### Material for this task:
---------------

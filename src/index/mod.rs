//! Spatial indexes answering "which points lie within ε of p".
//!
//! Two structures are provided, both implementing [`SpatialIndex`]:
//!
//! ### K-d tree
//!
//! A static, balanced binary tree. Each level splits on axis `depth mod D`
//! at the median of the points below it, so depth is `⌈log2 n⌉` regardless
//! of the distribution. Built once; [`SpatialIndex::insert`] is rejected.
//! Supports radius queries and bounded k-nearest queries.
//!
//! ### Point-region quadtree
//!
//! A two-dimensional tree where every node splits the plane at its own
//! `(x, y)` into four quadrants. Points at the same location share a node.
//! Shape depends on insertion order, so [`QuadTree::balanced`] sorts the
//! points and inserts medians first. A four-way concurrent query
//! ([`QuadTree::range_search_concurrent`]) descends the root's quadrants in
//! parallel.
//!
//! ## Usage
//!
//! ```rust
//! use dbscan_index::index::{KdTree, QuadTree, SpatialIndex};
//! use dbscan_index::{PointId, PointSet};
//!
//! let points = PointSet::from_coords(vec![vec![0, 0], vec![1, 1], vec![9, 9]]).unwrap();
//!
//! let kd = KdTree::build(&points).unwrap();
//! let mut near = kd.range_search(&[0, 0], 2, Some(PointId(0)));
//! near.sort();
//! assert_eq!(near, vec![PointId(1)]);
//!
//! let quad = QuadTree::balanced(&points).unwrap();
//! assert_eq!(quad.range_search(&[9, 9], 0, None), vec![PointId(2)]);
//! ```

mod kdtree;
mod quadtree;
mod traits;

pub use kdtree::KdTree;
pub use quadtree::{zorder_cmp, QuadTree};
pub use traits::{IndexShape, SpatialIndex};
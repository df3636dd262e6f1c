//! Neighbor discovery: populate every point's ε-neighborhood.
//!
//! Whatever the strategy, the result is the same symmetric relation:
//! `q ∈ N(p) ⟺ dist(p, q) <= ε ⟺ p ∈ N(q)` for `p != q`.
//!
//! - [`Strategy::BruteForce`]: every unordered pair once, O(n²).
//! - [`Strategy::BruteForceParallel`]: the same pairs split by row across the
//!   rayon pool. Each point accumulates behind its own lock, so workers only
//!   contend when they hit the same point.
//! - [`Strategy::KdTree`], [`Strategy::QuadTree`]: build the index once and
//!   adopt one range query per point as that point's neighbor set.
//! - [`Strategy::QuadTreeThreaded`]: as `QuadTree`, with each query split
//!   four ways over the root's quadrants.
//!
//! Every strategy checks for cancellation and reports progress once per point.

use std::collections::HashSet;
use std::fmt;
use std::panic::{self, AssertUnwindSafe};
use std::str::FromStr;
use std::sync::atomic::{AtomicUsize, Ordering};

use parking_lot::Mutex;
use rayon::prelude::*;

use crate::error::{Error, Result};
use crate::index::{KdTree, QuadTree, SpatialIndex};
use crate::point::{radius_squared, squared_distance, PointId, PointSet};
use crate::progress::{CancelToken, NoProgress, RunContext, RunStatus, Stage};

/// How neighbor sets are computed.
#[derive(Debug, Clone, Copy, PartialEq, Eq, Hash, Default)]
pub enum Strategy {
    /// Serial all-pairs comparison.
    BruteForce,
    /// All-pairs comparison on the worker pool.
    BruteForceParallel,
    /// One range query per point against a balanced k-d tree.
    #[default]
    KdTree,
    /// One range query per point against a balanced quadtree (2-D only).
    QuadTree,
    /// Quadtree queries with the four root quadrants searched concurrently (2-D only).
    QuadTreeThreaded,
}

impl Strategy {
    /// Every strategy, cheapest to build first.
    pub const ALL: [Strategy; 5] = [
        Strategy::BruteForce,
        Strategy::BruteForceParallel,
        Strategy::KdTree,
        Strategy::QuadTree,
        Strategy::QuadTreeThreaded,
    ];

    /// Stable short name, accepted by [`FromStr`].
    pub fn name(self) -> &'static str {
        match self {
            Strategy::BruteForce => "brute-force",
            Strategy::BruteForceParallel => "brute-force-parallel",
            Strategy::KdTree => "kd-tree",
            Strategy::QuadTree => "quadtree",
            Strategy::QuadTreeThreaded => "quadtree-threaded",
        }
    }
}

impl fmt::Display for Strategy {
    fn fmt(&self, f: &mut fmt::Formatter<'_>) -> fmt::Result {
        f.write_str(self.name())
    }
}

impl FromStr for Strategy {
    type Err = Error;

    fn from_str(s: &str) -> Result<Self> {
        Strategy::ALL
            .into_iter()
            .find(|st| st.name() == s)
            .ok_or(Error::InvalidParameter {
                name: "strategy",
                message: "expected one of brute-force, brute-force-parallel, kd-tree, quadtree, quadtree-threaded",
            })
    }
}

/// Populates neighbor sets with a chosen [`Strategy`].
#[derive(Debug, Clone, Default)]
pub struct NeighborFinder {
    strategy: Strategy,
    threads: Option<usize>,
}

impl NeighborFinder {
    /// Create a finder. Parallel strategies use the global rayon pool.
    pub fn new(strategy: Strategy) -> Self {
        Self {
            strategy,
            threads: None,
        }
    }

    /// Run parallel strategies on a dedicated pool of `threads` workers.
    pub fn with_threads(mut self, threads: usize) -> Self {
        self.threads = Some(threads);
        self
    }

    /// Selected strategy.
    pub fn strategy(&self) -> Strategy {
        self.strategy
    }

    /// Populate neighbor sets without progress reporting or cancellation.
    pub fn find(&self, points: &mut PointSet, epsilon: u32) -> Result<()> {
        let cancel = CancelToken::new();
        self.run(points, epsilon, RunContext::new(&NoProgress, &cancel))
            .map(|_| ())
    }

    /// Populate neighbor sets, reporting progress and honoring cancellation.
    ///
    /// Neighbor sets and visited flags are cleared first. On
    /// [`RunStatus::Cancelled`] or on error the neighbor sets are cleared
    /// again and left [`crate::NeighborState::Stale`].
    pub fn run(&self, points: &mut PointSet, epsilon: u32, ctx: RunContext<'_>) -> Result<RunStatus<()>> {
        if self.threads == Some(0) {
            return Err(Error::InvalidParameter {
                name: "threads",
                message: "must be at least 1",
            });
        }

        points.reset_neighbors();
        points.reset_visited();
        log::debug!(
            "finding neighbors of {} points: strategy={}, epsilon={}",
            points.len(),
            self.strategy,
            epsilon
        );

        let result = if points.is_empty() {
            Ok(RunStatus::Completed(()))
        } else {
            match self.strategy {
                Strategy::BruteForce => brute_force(points, epsilon, ctx),
                Strategy::BruteForceParallel => {
                    self.in_pool(|| brute_force_parallel(points, epsilon, ctx))
                        .and_then(|r| r)
                }
                Strategy::KdTree => KdTree::build(points).and_then(|tree| {
                    adopt_queries(&tree, points, ctx, |t, c, id| Ok(t.range_search(c, epsilon, Some(id))))
                }),
                Strategy::QuadTree => QuadTree::balanced(points).and_then(|tree| {
                    adopt_queries(&tree, points, ctx, |t, c, id| Ok(t.range_search(c, epsilon, Some(id))))
                }),
                Strategy::QuadTreeThreaded => QuadTree::balanced(points).and_then(|tree| {
                    self.in_pool(|| {
                        adopt_queries(&tree, points, ctx, |t, c, id| {
                            t.range_search_concurrent(c, epsilon, Some(id))
                        })
                    })
                    .and_then(|r| r)
                }),
            }
        };

        match result {
            Ok(RunStatus::Completed(())) => {
                points.mark_ready(epsilon);
                log::debug!("neighbor finding complete");
                Ok(RunStatus::Completed(()))
            }
            Ok(RunStatus::Cancelled) => {
                points.reset_neighbors();
                log::info!("neighbor finding cancelled");
                Ok(RunStatus::Cancelled)
            }
            Err(e) => {
                points.reset_neighbors();
                log::warn!("neighbor finding failed: {e}");
                Err(e)
            }
        }
    }

    fn in_pool<R, F>(&self, f: F) -> Result<R>
    where
        R: Send,
        F: FnOnce() -> R + Send,
    {
        match self.threads {
            None => Ok(f()),
            Some(n) => {
                let pool = rayon::ThreadPoolBuilder::new()
                    .num_threads(n)
                    .thread_name(|i| format!("dbscan-neighbors-{i}"))
                    .build()
                    .map_err(|e| Error::ThreadPool(e.to_string()))?;
                Ok(pool.install(f))
            }
        }
    }
}

fn brute_force(points: &mut PointSet, epsilon: u32, ctx: RunContext<'_>) -> Result<RunStatus<()>> {
    let n = points.len();
    let r2 = radius_squared(epsilon);
    let mut found: Vec<HashSet<PointId>> = vec![HashSet::new(); n];

    for i in 0..n {
        if ctx.is_cancelled() {
            return Ok(RunStatus::Cancelled);
        }
        let ci = points.coords(PointId(i));
        for j in (i + 1)..n {
            if squared_distance(ci, points.coords(PointId(j))) <= r2 {
                found[i].insert(PointId(j));
                found[j].insert(PointId(i));
            }
        }
        ctx.report(Stage::Neighbors, i + 1, n);
    }

    for (i, set) in found.into_iter().enumerate() {
        points.set_neighbors(PointId(i), set);
    }
    Ok(RunStatus::Completed(()))
}

fn brute_force_parallel(points: &mut PointSet, epsilon: u32, ctx: RunContext<'_>) -> Result<RunStatus<()>> {
    let n = points.len();
    let r2 = radius_squared(epsilon);
    let found: Vec<Mutex<HashSet<PointId>>> = (0..n).map(|_| Mutex::new(HashSet::new())).collect();
    let done = AtomicUsize::new(0);

    let shared: &PointSet = points;
    let outcome = panic::catch_unwind(AssertUnwindSafe(|| {
        (0..n).into_par_iter().for_each(|i| {
            if ctx.is_cancelled() {
                return;
            }
            let ci = shared.coords(PointId(i));
            let mut row = Vec::new();
            for j in (i + 1)..n {
                if squared_distance(ci, shared.coords(PointId(j))) <= r2 {
                    row.push(PointId(j));
                    found[j].lock().insert(PointId(i));
                }
            }
            found[i].lock().extend(row);
            let processed = done.fetch_add(1, Ordering::AcqRel) + 1;
            ctx.report(Stage::Neighbors, processed, n);
        });
    }));
    if let Err(payload) = outcome {
        return Err(Error::worker_failed("brute-force row", payload));
    }

    if done.load(Ordering::Acquire) < n {
        return Ok(RunStatus::Cancelled);
    }
    for (i, set) in found.into_iter().enumerate() {
        points.set_neighbors(PointId(i), set.into_inner());
    }
    Ok(RunStatus::Completed(()))
}

/// Issue one query per point and adopt its result as the neighbor set.
fn adopt_queries<I, Q>(index: &I, points: &mut PointSet, ctx: RunContext<'_>, query: Q) -> Result<RunStatus<()>>
where
    I: SpatialIndex,
    Q: Fn(&I, &[i32], PointId) -> Result<Vec<PointId>>,
{
    let shape = index.shape();
    log::debug!(
        "{} built: size={}, max_depth={}, avg_depth={:.3}",
        index.name(),
        shape.size,
        shape.max_depth,
        shape.avg_depth
    );

    let n = points.len();
    for i in 0..n {
        if ctx.is_cancelled() {
            return Ok(RunStatus::Cancelled);
        }
        let id = PointId(i);
        let found = query(index, points.coords(id), id)?;
        points.set_neighbors(id, found.into_iter().collect());
        ctx.report(Stage::Neighbors, i + 1, n);
    }
    Ok(RunStatus::Completed(()))
}
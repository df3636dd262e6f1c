//! Points, point sets, and integer distance.
//!
//! A [`PointSet`] is an arena: every point is addressed by its [`PointId`],
//! the index it was loaded at. Two points with equal coordinates are still
//! distinct entities, so neighbor sets and "is this the query point" checks
//! compare ids, never coordinates.
//!
//! Distances are compared squared, in `u64`, so no floating point is involved.

use std::collections::HashSet;
use std::io::BufRead;
use std::path::Path;

use crate::error::{Error, Result};

/// Stable identifier of a point inside its [`PointSet`].
#[derive(Debug, Clone, Copy, PartialEq, Eq, Hash, PartialOrd, Ord)]
pub struct PointId(pub usize);

impl PointId {
    /// Position of the point in load order.
    #[inline]
    pub fn index(self) -> usize {
        self.0
    }
}

/// One point: immutable coordinates plus per-run clustering state.
#[derive(Debug, Clone)]
pub struct Point {
    coords: Box<[i32]>,
    pub(crate) visited: bool,
    pub(crate) neighbors: HashSet<PointId>,
}

impl Point {
    fn new(coords: Vec<i32>) -> Self {
        Self {
            coords: coords.into_boxed_slice(),
            visited: false,
            neighbors: HashSet::new(),
        }
    }

    /// Coordinate vector.
    #[inline]
    pub fn coords(&self) -> &[i32] {
        &self.coords
    }

    /// Whether the last clustering run visited this point.
    pub fn is_visited(&self) -> bool {
        self.visited
    }

    /// Neighbors found by the last completed neighbor-finding run. Never contains the point itself.
    pub fn neighbors(&self) -> &HashSet<PointId> {
        &self.neighbors
    }

    /// Size of the neighbor set.
    #[inline]
    pub fn neighbor_count(&self) -> usize {
        self.neighbors.len()
    }
}

/// Whether the neighbor sets of a [`PointSet`] can be clustered.
#[derive(Debug, Clone, Copy, PartialEq, Eq)]
pub enum NeighborState {
    /// Never computed, cancelled, or reset.
    Stale,
    /// Populated by a completed run with this ε.
    Ready {
        /// Threshold the neighbor sets were computed with.
        epsilon: u32,
    },
}

/// A fixed collection of points with uniform dimensionality.
#[derive(Debug, Clone)]
pub struct PointSet {
    points: Vec<Point>,
    dims: usize,
    state: NeighborState,
}

impl PointSet {
    /// Build a point set from coordinate vectors.
    ///
    /// An empty input is allowed and produces an empty set with zero
    /// dimensions. Every point must have the same, non-zero, number of
    /// coordinates; otherwise nothing is built.
    pub fn from_coords(coords: Vec<Vec<i32>>) -> Result<Self> {
        let dims = coords.first().map_or(0, Vec::len);
        if !coords.is_empty() && dims == 0 {
            return Err(Error::InvalidParameter {
                name: "coordinates",
                message: "points need at least one coordinate",
            });
        }
        if let Some(bad) = coords.iter().find(|c| c.len() != dims) {
            return Err(Error::DimensionMismatch {
                expected: dims,
                found: bad.len(),
            });
        }

        Ok(Self {
            points: coords.into_iter().map(Point::new).collect(),
            dims,
            state: NeighborState::Stale,
        })
    }

    /// Number of coordinates per point (0 for an empty set).
    pub fn dims(&self) -> usize {
        self.dims
    }

    /// Number of points.
    pub fn len(&self) -> usize {
        self.points.len()
    }

    /// True if the set holds no points.
    pub fn is_empty(&self) -> bool {
        self.points.is_empty()
    }

    /// Look up a point by id.
    pub fn get(&self, id: PointId) -> Option<&Point> {
        self.points.get(id.0)
    }

    /// Coordinates of a point. Panics on an id from another set.
    #[inline]
    pub fn coords(&self, id: PointId) -> &[i32] {
        self.points[id.0].coords()
    }

    /// All ids in load order.
    pub fn ids(&self) -> impl ExactSizeIterator<Item = PointId> + '_ {
        (0..self.points.len()).map(PointId)
    }

    /// All points with their ids, in load order.
    pub fn iter(&self) -> impl ExactSizeIterator<Item = (PointId, &Point)> + '_ {
        self.points.iter().enumerate().map(|(i, p)| (PointId(i), p))
    }

    /// Current neighbor-set state.
    pub fn neighbor_state(&self) -> NeighborState {
        self.state
    }

    /// Clear every neighbor set and mark them stale.
    pub fn reset_neighbors(&mut self) {
        for p in &mut self.points {
            p.neighbors.clear();
        }
        self.state = NeighborState::Stale;
    }

    /// Clear every visited flag.
    pub fn reset_visited(&mut self) {
        for p in &mut self.points {
            p.visited = false;
        }
    }

    #[inline]
    pub(crate) fn point(&self, id: PointId) -> &Point {
        &self.points[id.0]
    }

    #[inline]
    pub(crate) fn point_mut(&mut self, id: PointId) -> &mut Point {
        &mut self.points[id.0]
    }

    /// Adopt `neighbors` as the neighbor set of `id`, dropping any self reference.
    pub(crate) fn set_neighbors(&mut self, id: PointId, mut neighbors: HashSet<PointId>) {
        neighbors.remove(&id);
        self.points[id.0].neighbors = neighbors;
    }

    pub(crate) fn mark_ready(&mut self, epsilon: u32) {
        self.state = NeighborState::Ready { epsilon };
    }
}

/// Squared Euclidean distance between two coordinate vectors.
///
/// Saturates at `u64::MAX` instead of overflowing.
#[inline]
pub fn squared_distance(a: &[i32], b: &[i32]) -> u64 {
    debug_assert_eq!(a.len(), b.len());
    a.iter().zip(b.iter()).fold(0u64, |acc, (&x, &y)| {
        let d = (i64::from(x) - i64::from(y)).unsigned_abs();
        acc.saturating_add(d * d)
    })
}

/// `radius²` as used by every range comparison.
#[inline]
pub fn radius_squared(radius: u32) -> u64 {
    u64::from(radius) * u64::from(radius)
}

/// Parse one point per line: whitespace-separated integers.
///
/// Blank lines and lines starting with `#` are skipped. All points must have
/// the same number of coordinates as the first one.
pub fn parse_points<R: BufRead>(reader: R) -> Result<Vec<Vec<i32>>> {
    let mut out: Vec<Vec<i32>> = Vec::new();
    for (idx, line) in reader.lines().enumerate() {
        let line = line?;
        let trimmed = line.trim();
        if trimmed.is_empty() || trimmed.starts_with('#') {
            continue;
        }

        let coords = trimmed
            .split_whitespace()
            .map(|tok| {
                tok.parse::<i32>().map_err(|_| Error::Parse {
                    line: idx + 1,
                    token: tok.to_string(),
                })
            })
            .collect::<Result<Vec<i32>>>()?;

        if let Some(first) = out.first() {
            if first.len() != coords.len() {
                return Err(Error::DimensionMismatch {
                    expected: first.len(),
                    found: coords.len(),
                });
            }
        }
        out.push(coords);
    }
    Ok(out)
}

/// Parse points from `reader` into a [`PointSet`]. An input with no points is an error.
pub fn load_points<R: BufRead>(reader: R) -> Result<PointSet> {
    let coords = parse_points(reader)?;
    if coords.is_empty() {
        return Err(Error::EmptyInput);
    }
    let set = PointSet::from_coords(coords)?;
    log::debug!("loaded {} points with {} dimensions", set.len(), set.dims());
    Ok(set)
}

/// Load points from a text file.
pub fn load_points_file(path: impl AsRef<Path>) -> Result<PointSet> {
    let file = std::fs::File::open(path.as_ref())?;
    load_points(std::io::BufReader::new(file))
}
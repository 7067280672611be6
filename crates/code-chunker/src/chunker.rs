use crate::config::ChunkerConfig;
use crate::error::{ChunkerError, Result};
use crate::language::Language;
use crate::splitter::SeparatorSplitter;
use crate::structural::StructuralSplitter;

/// Character-window chunker used to build the retrieval index
#[derive(Debug, Clone)]
pub struct Chunker {
    config: ChunkerConfig,
}

impl Chunker {
    /// Create a new chunker; rejects `chunk_overlap >= chunk_size`
    pub fn new(config: ChunkerConfig) -> Result<Self> {
        config.validate().map_err(ChunkerError::invalid_config)?;
        Ok(Self { config })
    }

    /// Split `content` into overlapping windows, using the language behind `language_tag`.
    ///
    /// Empty or whitespace-only content yields no windows.
    pub fn split(&self, content: &str, language_tag: &str) -> Result<Vec<String>> {
        if content.trim().is_empty() {
            return Ok(Vec::new());
        }

        let language = Language::from_tag(language_tag);
        if language == Language::Unknown {
            log::warn!(
                "Language '{language_tag}' not supported, falling back to generic text splitting"
            );
        }

        let separators = language.separators();
        let splitter = SeparatorSplitter::new(
            self.config.chunk_size,
            self.config.chunk_overlap,
            &separators,
        );

        if self.config.structural && language.supports_ast() {
            match self.split_structural(&splitter, content, language) {
                Ok(windows) => return Ok(windows),
                Err(e) => {
                    log::warn!("Structural splitting failed, falling back to separators: {e}");
                }
            }
        }

        let windows = splitter.split(content);
        log::debug!(
            "Split {} chars into {} windows ({})",
            content.len(),
            windows.len(),
            language.as_str()
        );
        Ok(windows)
    }

    fn split_structural(
        &self,
        splitter: &SeparatorSplitter<'_>,
        content: &str,
        language: Language,
    ) -> Result<Vec<String>> {
        let mut structural = StructuralSplitter::new(language)?;
        let pieces = structural.pieces(content)?;
        Ok(splitter.merge_pieces(&pieces))
    }

    /// Approximate start line of the window at `ordinal`
    #[must_use]
    pub const fn approx_start_line(&self, ordinal: usize) -> usize {
        ordinal * self.config.line_span
    }

    /// Get configuration
    #[must_use]
    pub const fn config(&self) -> &ChunkerConfig {
        &self.config
    }
}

---------------

### Exercise objective:
Every line above that holds the string "processed" should be copied out.

### Output for this task:
            let processed = done.fetch_add(1, Ordering::AcqRel) + 1;
            ctx.report(Stage::Neighbors, processed, n);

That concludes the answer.